In "The Gun With Wings", two lovers want to hire Wolfe to prove that each of them is innocent of murder. It seems that the woman's husband, a famous tenor, has just been shot. Naturally, the wife is a suspect, and so is her lover. And though both claim to be sure the other didn't do it, they want Wolfe to prove it so there is no lingering doubt. There are other candidates, such as a rival whose daughter claimed to have been seduced by the dead man, and that daughter as well, and a couple more. Wolfe's main concern is to find out how the title gun "winged" itself from one place to another ...

In "Bullet for One", a famous industrial designer has been murdered while walking his horse in Central Park. Wolfe is hired by a group of the suspects in the murder with a commission -- to prove that another man, the victim's top salesman, is guilty. Wolfe of course, refuses, and promises only to find who is actually guilty. The other suspects are a rival designer, the victim's daughter, an investor, an employee who was just fired, and the designer's groom. Part of the intrigue here, as usual, is Archie Goodwin's preference for one of the women involved over the other, and the perhaps related decision by Wolfe to send Archie on errands he considers unimportant -- but maybe they're not?
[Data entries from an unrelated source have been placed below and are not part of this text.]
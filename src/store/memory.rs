//! In-memory content store
//!
//! Serves scripted pages instead of performing network fetches. Used in dev mode
//! and by tests.

use chrono::Utc;
use dashmap::DashMap;
use std::sync::atomic::{AtomicBool, Ordering};

use super::{ContentStore, Link, StoreError, UrlEntity};
use crate::hash::{calc_hash, HashAlgorithm};

/// Scripted response for one URL
#[derive(Debug, Clone, Default)]
pub struct Page {
    pub title: String,
    pub body: String,
    pub links: Vec<String>,
    /// When set, fetching this page fails with this message
    pub error: Option<String>,
}

impl Page {
    pub fn new(body: impl Into<String>) -> Self {
        Self {
            body: body.into(),
            ..Default::default()
        }
    }

    pub fn with_links<I, S>(mut self, links: I) -> Self
    where
        I: IntoIterator<Item = S>,
        S: Into<String>,
    {
        self.links = links.into_iter().map(Into::into).collect();
        self
    }

    pub fn failing(message: impl Into<String>) -> Self {
        Self {
            error: Some(message.into()),
            ..Default::default()
        }
    }
}

/// Content store backed by in-process maps
#[derive(Default)]
pub struct MemoryContentStore {
    pages: DashMap<String, Page>,
    entities: DashMap<String, UrlEntity>,
    fetches: DashMap<String, usize>,
    unavailable: AtomicBool,
}

impl MemoryContentStore {
    pub fn new() -> Self {
        Self::default()
    }

    /// Script the response for a URL
    pub fn add_page(&self, url: impl Into<String>, page: Page) {
        self.pages.insert(url.into(), page);
    }

    /// Make every entity read and write fail with a backend error
    pub fn set_unavailable(&self, unavailable: bool) {
        self.unavailable.store(unavailable, Ordering::SeqCst);
    }

    /// Number of fetches performed for a URL
    pub fn fetch_count(&self, url: &str) -> usize {
        self.fetches.get(url).map(|n| *n).unwrap_or(0)
    }

    /// Total number of fetches performed
    pub fn total_fetches(&self) -> usize {
        self.fetches.iter().map(|n| *n.value()).sum()
    }

    /// Current entity for a URL, if saved
    pub fn entity(&self, url: &str) -> Option<UrlEntity> {
        self.entities.get(url).map(|e| e.clone())
    }

    fn check_available(&self) -> Result<(), StoreError> {
        if self.unavailable.load(Ordering::SeqCst) {
            return Err(StoreError::Backend("content store unavailable".to_string()));
        }
        Ok(())
    }
}

#[async_trait::async_trait]
impl ContentStore for MemoryContentStore {
    async fn read_url(&self, url: &str) -> Result<UrlEntity, StoreError> {
        self.check_available()?;
        self.entity(url).ok_or(StoreError::NotFound)
    }

    async fn save_url(&self, entity: &UrlEntity) -> Result<(), StoreError> {
        self.check_available()?;
        self.entities.insert(entity.url.clone(), entity.clone());
        Ok(())
    }

    async fn fetch(&self, url: &str) -> Result<(UrlEntity, Vec<Link>), StoreError> {
        *self.fetches.entry(url.to_string()).or_insert(0) += 1;

        let page = self
            .pages
            .get(url)
            .map(|p| p.clone())
            .ok_or_else(|| StoreError::Fetch(format!("Get {}: no such host", url)))?;

        if let Some(message) = page.error {
            return Err(StoreError::Fetch(message));
        }

        let mut entity = self.entity(url).unwrap_or_else(|| UrlEntity::placeholder(url));
        entity.hash = calc_hash(page.body.as_bytes(), HashAlgorithm::Sha2_256);
        entity.status = Some(200);
        entity.content_type = Some("text/html; charset=utf-8".to_string());
        entity.last_get = Some(Utc::now());
        if entity.title.is_empty() {
            entity.title = page.title.clone();
        }
        self.entities.insert(url.to_string(), entity.clone());

        let links = page
            .links
            .iter()
            .map(|dst| Link {
                src: url.to_string(),
                dst: self
                    .entity(dst)
                    .unwrap_or_else(|| UrlEntity::placeholder(dst.clone())),
            })
            .collect();

        Ok((entity, links))
    }

    async fn read_by_hash(&self, hash: &str) -> Result<UrlEntity, StoreError> {
        self.check_available()?;
        self.entities
            .iter()
            .find(|e| e.hash == hash)
            .map(|e| e.value().clone())
            .ok_or(StoreError::NotFound)
    }

    async fn update(&self, entity: &UrlEntity) -> Result<(), StoreError> {
        self.check_available()?;
        match self.entities.get_mut(&entity.url) {
            Some(mut existing) => {
                *existing = entity.clone();
                Ok(())
            }
            None => Err(StoreError::NotFound),
        }
    }
}
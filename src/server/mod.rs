//! WebSocket server: connection hub, connection actors and the HTTP listener

pub mod client;
pub mod http;
pub mod hub;
pub mod session;

pub use client::{serve_client, ConnectionConfig};
pub use http::{run, serve, AppState};
pub use hub::{ClientHandle, Hub, HubHandle};
pub use session::{ConnectionId, Outbox, SendError, Session};
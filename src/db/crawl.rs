//! MongoDB-backed archiving policy and request log

use bson::doc;

use crate::crawl::policy::matches_any;
use crate::crawl::{ArchiveRequest, ArchiveRequestLog, UrlPolicy};
use crate::db::mongo::{MongoClient, MongoCollection};
use crate::db::schemas::{
    ArchiveRequestDoc, SubprimerDoc, ARCHIVE_REQUEST_COLLECTION, SUBPRIMER_COLLECTION,
};
use crate::store::StoreError;
use crate::types::ArchwayError;

fn backend(err: ArchwayError) -> StoreError {
    StoreError::Backend(err.to_string())
}

/// Allow-list read from the `subprimers` collection on every check
pub struct SubprimerPolicy {
    collection: MongoCollection<SubprimerDoc>,
}

impl SubprimerPolicy {
    pub async fn new(client: &MongoClient) -> Result<Self, ArchwayError> {
        Ok(Self {
            collection: client.collection(SUBPRIMER_COLLECTION).await?,
        })
    }
}

#[async_trait::async_trait]
impl UrlPolicy for SubprimerPolicy {
    async fn allows(&self, url: &str) -> Result<bool, StoreError> {
        let subprimers = self
            .collection
            .find_many(doc! {}, None)
            .await
            .map_err(backend)?;
        Ok(matches_any(url, subprimers.iter().map(|s| s.url.as_str())))
    }
}

/// Archive requests in the `archive_requests` collection
pub struct MongoArchiveLog {
    collection: MongoCollection<ArchiveRequestDoc>,
}

impl MongoArchiveLog {
    pub async fn new(client: &MongoClient) -> Result<Self, ArchwayError> {
        Ok(Self {
            collection: client.collection(ARCHIVE_REQUEST_COLLECTION).await?,
        })
    }
}

#[async_trait::async_trait]
impl ArchiveRequestLog for MongoArchiveLog {
    async fn record(&self, request: &ArchiveRequest) -> Result<(), StoreError> {
        self.collection
            .insert_one(ArchiveRequestDoc::from(request))
            .await
            .map_err(backend)?;
        Ok(())
    }
}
Finally, in "Disguise for Murder", the murder is actually committed in Wolfe's office. He is showing off his orchids, unwillingly, to a Garden Club. Taking a break by hiding in the office, Archie is confronted by a young woman who admits she's a crook, and wants to get out of the business, but she's been recognized at the orchid showing, and fears she might be in danger. When, shortly later, she is found strangled in the office, Wolfe is understandably motivated to find the killer, who must be another of the guests. A complication is the high-handed way the police treat the scene of the crime. This also features some action for Archie, and some real danger. And it turns on a fairly clever trivial point.

In all of these stories, as in most of the Nero Wolfe mysteries, the characters of Goodwin and Wolfe, as well as their various assistants such as Fritz the cook, and Saul Panzer; as well as foils like Inspector Cramer; are of greater interest than the mysteries. (This is hardly uncommon in these ongoing series.) They are good fun -- in the case of these stories minor fun, though the best Wolfe novels are more involved and of greater lasting interest.